A neurosurgeon with a passion for literature tragically finds his perfect subject after his diagnosis of terminal lung cancer.

Writing isn’t brain surgery, but it’s rare when someone adept at the latter is also so accomplished at the former. Searching for meaning and purpose in his life, Kalanithi pursued a doctorate in literature and had felt certain that he wouldn’t enter the field of medicine, in which his father and other members of his family excelled. “But I couldn’t let go of the question,” he writes, after realizing that his goals “didn’t quite fit in an English department.” “Where did biology, morality, literature and philosophy intersect?” So he decided to set aside his doctoral dissertation and belatedly prepare for medical school, which “would allow me a chance to find answers that are not in books, to find a different sort of sublime, to forge relationships with the suffering, and to keep following the question of what makes human life meaningful, even in the face of death and decay.” The author’s empathy undoubtedly made him an exceptional doctor, and the precision of his prose—as well as the moral purpose underscoring it—suggests that he could have written a good book on any subject he chose.
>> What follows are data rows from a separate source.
use std::collections::HashSet;
use std::fs::{self, File};
use std::path::Path;

use anyhow::Result;
use file_sorter_core::{
    delete_paths, run_pipeline, run_scan_with_events, Category, DeletionMode, DeletionRequest,
    FileRecord, PipelineStage, ScanError, ScanOptions,
};
use tempfile::TempDir;

const MB: u64 = 1024 * 1024;

fn sized_file(dir: &Path, name: &str, size: u64) -> Result<()> {
    // Sparse files keep the fixtures cheap regardless of size.
    File::create(dir.join(name))?.set_len(size)?;
    Ok(())
}

fn options(root: &Path, chunk_capacity: usize) -> ScanOptions {
    ScanOptions {
        root: root.to_path_buf(),
        chunk_capacity,
        ..ScanOptions::default()
    }
}

fn is_sorted_by_name(records: &[FileRecord]) -> bool {
    records
        .windows(2)
        .all(|pair| pair[0].name.to_lowercase() <= pair[1].name.to_lowercase())
}

#[test]
fn three_file_scenario_is_sorted_and_counted() -> Result<()> {
    let temp = TempDir::new()?;
    sized_file(temp.path(), "b.txt", 10 * MB)?;
    sized_file(temp.path(), "a.jpg", 2 * MB)?;
    sized_file(temp.path(), "z.mp4", 50 * MB)?;

    let output = run_scan_with_events(&options(temp.path(), 100))?;
    let result = output.result;

    let names: Vec<&str> = result.files.iter().map(|f| f.name.as_str()).collect();
    assert_eq!(names, vec!["a.jpg", "b.txt", "z.mp4"]);
    assert_eq!(result.count(Category::Image), 1);
    assert_eq!(result.count(Category::Video), 1);
    assert_eq!(result.count(Category::Document), 1);
    assert_eq!(result.count(Category::Other), 0);
    assert_eq!(result.total_size_bytes, 62 * MB);
    Ok(())
}

#[test]
fn aggregate_invariants_hold() -> Result<()> {
    let temp = TempDir::new()?;
    let nested = temp.path().join("nested");
    fs::create_dir(&nested)?;
    for index in 0..37 {
        let dir = if index % 2 == 0 { temp.path() } else { nested.as_path() };
        let ext = ["jpg", "mov", "pdf", "log"][index % 4];
        sized_file(dir, &format!("file-{index}.{ext}"), index as u64 * 3)?;
    }

    let output = run_scan_with_events(&options(temp.path(), 8))?;
    let result = output.result;

    assert_eq!(result.counts.values().sum::<u64>(), result.files.len() as u64);
    assert_eq!(
        result.total_size_bytes,
        result.files.iter().map(|f| f.size_bytes).sum::<u64>()
    );
    let unique: HashSet<_> = result.files.iter().map(|f| f.path.clone()).collect();
    assert_eq!(unique.len(), result.files.len());

    let percents: Vec<u8> = output.events.iter().map(|e| e.percent).collect();
    assert!(percents.windows(2).all(|pair| pair[0] <= pair[1]));
    assert_eq!(percents.last(), Some(&100));
    Ok(())
}

#[test]
fn exactly_one_chunk_is_fully_sorted() -> Result<()> {
    let temp = TempDir::new()?;
    let capacity = 10;
    for index in (0..capacity).rev() {
        sized_file(temp.path(), &format!("item-{index:02}.dat"), 1)?;
    }

    let result = run_scan_with_events(&options(temp.path(), capacity))?.result;
    assert_eq!(result.files.len(), capacity);
    assert!(is_sorted_by_name(&result.files));
    Ok(())
}

#[test]
fn chunks_beyond_capacity_are_only_locally_sorted() -> Result<()> {
    let temp = TempDir::new()?;
    let capacity = 4;
    let total = 2 * capacity + 1;
    for index in 0..total {
        // Mixed case so a byte-wise sort would disagree with the name order.
        let name = if index % 2 == 0 {
            format!("Entry-{index:02}.txt")
        } else {
            format!("entry-{index:02}.txt")
        };
        sized_file(temp.path(), &name, 1)?;
    }

    let result = run_scan_with_events(&options(temp.path(), capacity))?.result;
    assert_eq!(result.files.len(), total);
    for chunk in result.files.chunks(capacity) {
        assert!(is_sorted_by_name(chunk));
    }
    Ok(())
}

#[test]
fn distribution_covers_every_record_once() -> Result<()> {
    let temp = TempDir::new()?;
    for name in ["one.png", "two.avi", "three.xlsx", "four", "five.tar.gz", "six.PDF"] {
        sized_file(temp.path(), name, 4)?;
    }

    let mut stages = Vec::new();
    let output = run_pipeline(&options(temp.path(), 2), |event| {
        stages.push((event.stage, event.percent))
    })?;
    let buckets = &output.buckets;

    assert_eq!(buckets.all.len(), output.result.files.len());
    let categorized = buckets.images.len()
        + buckets.videos.len()
        + buckets.documents.len()
        + buckets.other.len();
    assert_eq!(categorized, buckets.all.len());
    for category in Category::ALL {
        assert_eq!(
            buckets.len_for(category) as u64,
            output.result.count(category)
        );
    }

    let mut in_categories: Vec<_> = buckets
        .images
        .iter()
        .map(|row| row.path.clone())
        .chain(buckets.videos.iter().map(|row| row.path.clone()))
        .chain(buckets.documents.iter().map(|row| row.path.clone()))
        .chain(buckets.other.iter().map(|row| row.path.clone()))
        .collect();
    let mut in_all: Vec<_> = buckets.all.iter().map(|row| row.path.clone()).collect();
    in_categories.sort();
    in_all.sort();
    assert_eq!(in_categories, in_all);

    let all_order: Vec<_> = buckets.all.iter().map(|row| row.path.clone()).collect();
    let scan_order: Vec<_> = output.result.files.iter().map(|f| f.path.clone()).collect();
    assert_eq!(all_order, scan_order);

    assert_eq!(
        stages.last(),
        Some(&(PipelineStage::Distributing, 100))
    );
    Ok(())
}

#[test]
fn unreadable_root_returns_no_result() {
    let temp = TempDir::new().expect("tempdir");
    let err = run_scan_with_events(&options(&temp.path().join("absent"), 100))
        .err()
        .expect("scan fails");
    assert!(matches!(err, ScanError::RootNotFound { .. }));
}

#[cfg(unix)]
#[test]
fn root_without_read_permission_is_unreadable() -> Result<()> {
    use std::os::unix::fs::PermissionsExt;

    let temp = TempDir::new()?;
    let root = temp.path().join("sealed");
    fs::create_dir(&root)?;
    sized_file(&root, "inside.txt", 3)?;
    fs::set_permissions(&root, fs::Permissions::from_mode(0o000))?;

    // Root can list the directory anyway.
    if fs::read_dir(&root).is_ok() {
        fs::set_permissions(&root, fs::Permissions::from_mode(0o755))?;
        return Ok(());
    }

    let outcome = run_scan_with_events(&options(&root, 100));
    fs::set_permissions(&root, fs::Permissions::from_mode(0o755))?;

    let err = outcome.err().expect("scan fails");
    assert!(matches!(err, ScanError::RootUnreadable { .. }));
    Ok(())
}

#[test]
fn delete_then_rescan_reflects_removal() -> Result<()> {
    let temp = TempDir::new()?;
    for name in ["keep.txt", "drop-1.jpg", "drop-2.jpg"] {
        sized_file(temp.path(), name, 5)?;
    }
    let before = run_scan_with_events(&options(temp.path(), 100))?.result;
    let doomed: Vec<_> = before
        .files
        .iter()
        .filter(|f| f.name.starts_with("drop"))
        .map(|f| f.path.clone())
        .collect();

    let outcome = delete_paths(&DeletionRequest::from_selection(
        doomed,
        DeletionMode::Permanent,
    ));
    assert_eq!(outcome.attempted, 2);
    assert!(outcome.is_complete_success());

    let after = run_scan_with_events(&options(temp.path(), 100))?.result;
    assert_eq!(after.files.len(), 1);
    assert_eq!(after.count(Category::Image), 0);
    assert_eq!(after.total_size_bytes, 5);
    Ok(())
}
Part of what makes this book so essential is the fact that it was written under a death sentence following the diagnosis that upended his life, just as he was preparing to end his residency and attract offers at the top of his profession. Kalanithi learned he might have 10 years to live or perhaps five. Should he return to neurosurgery (he could and did), or should he write (he also did)? Should he and his wife have a baby? They did, eight months before he died, which was less than two years after the original diagnosis. “The fact of death is unsettling,” he understates. “Yet there is no other way to live.”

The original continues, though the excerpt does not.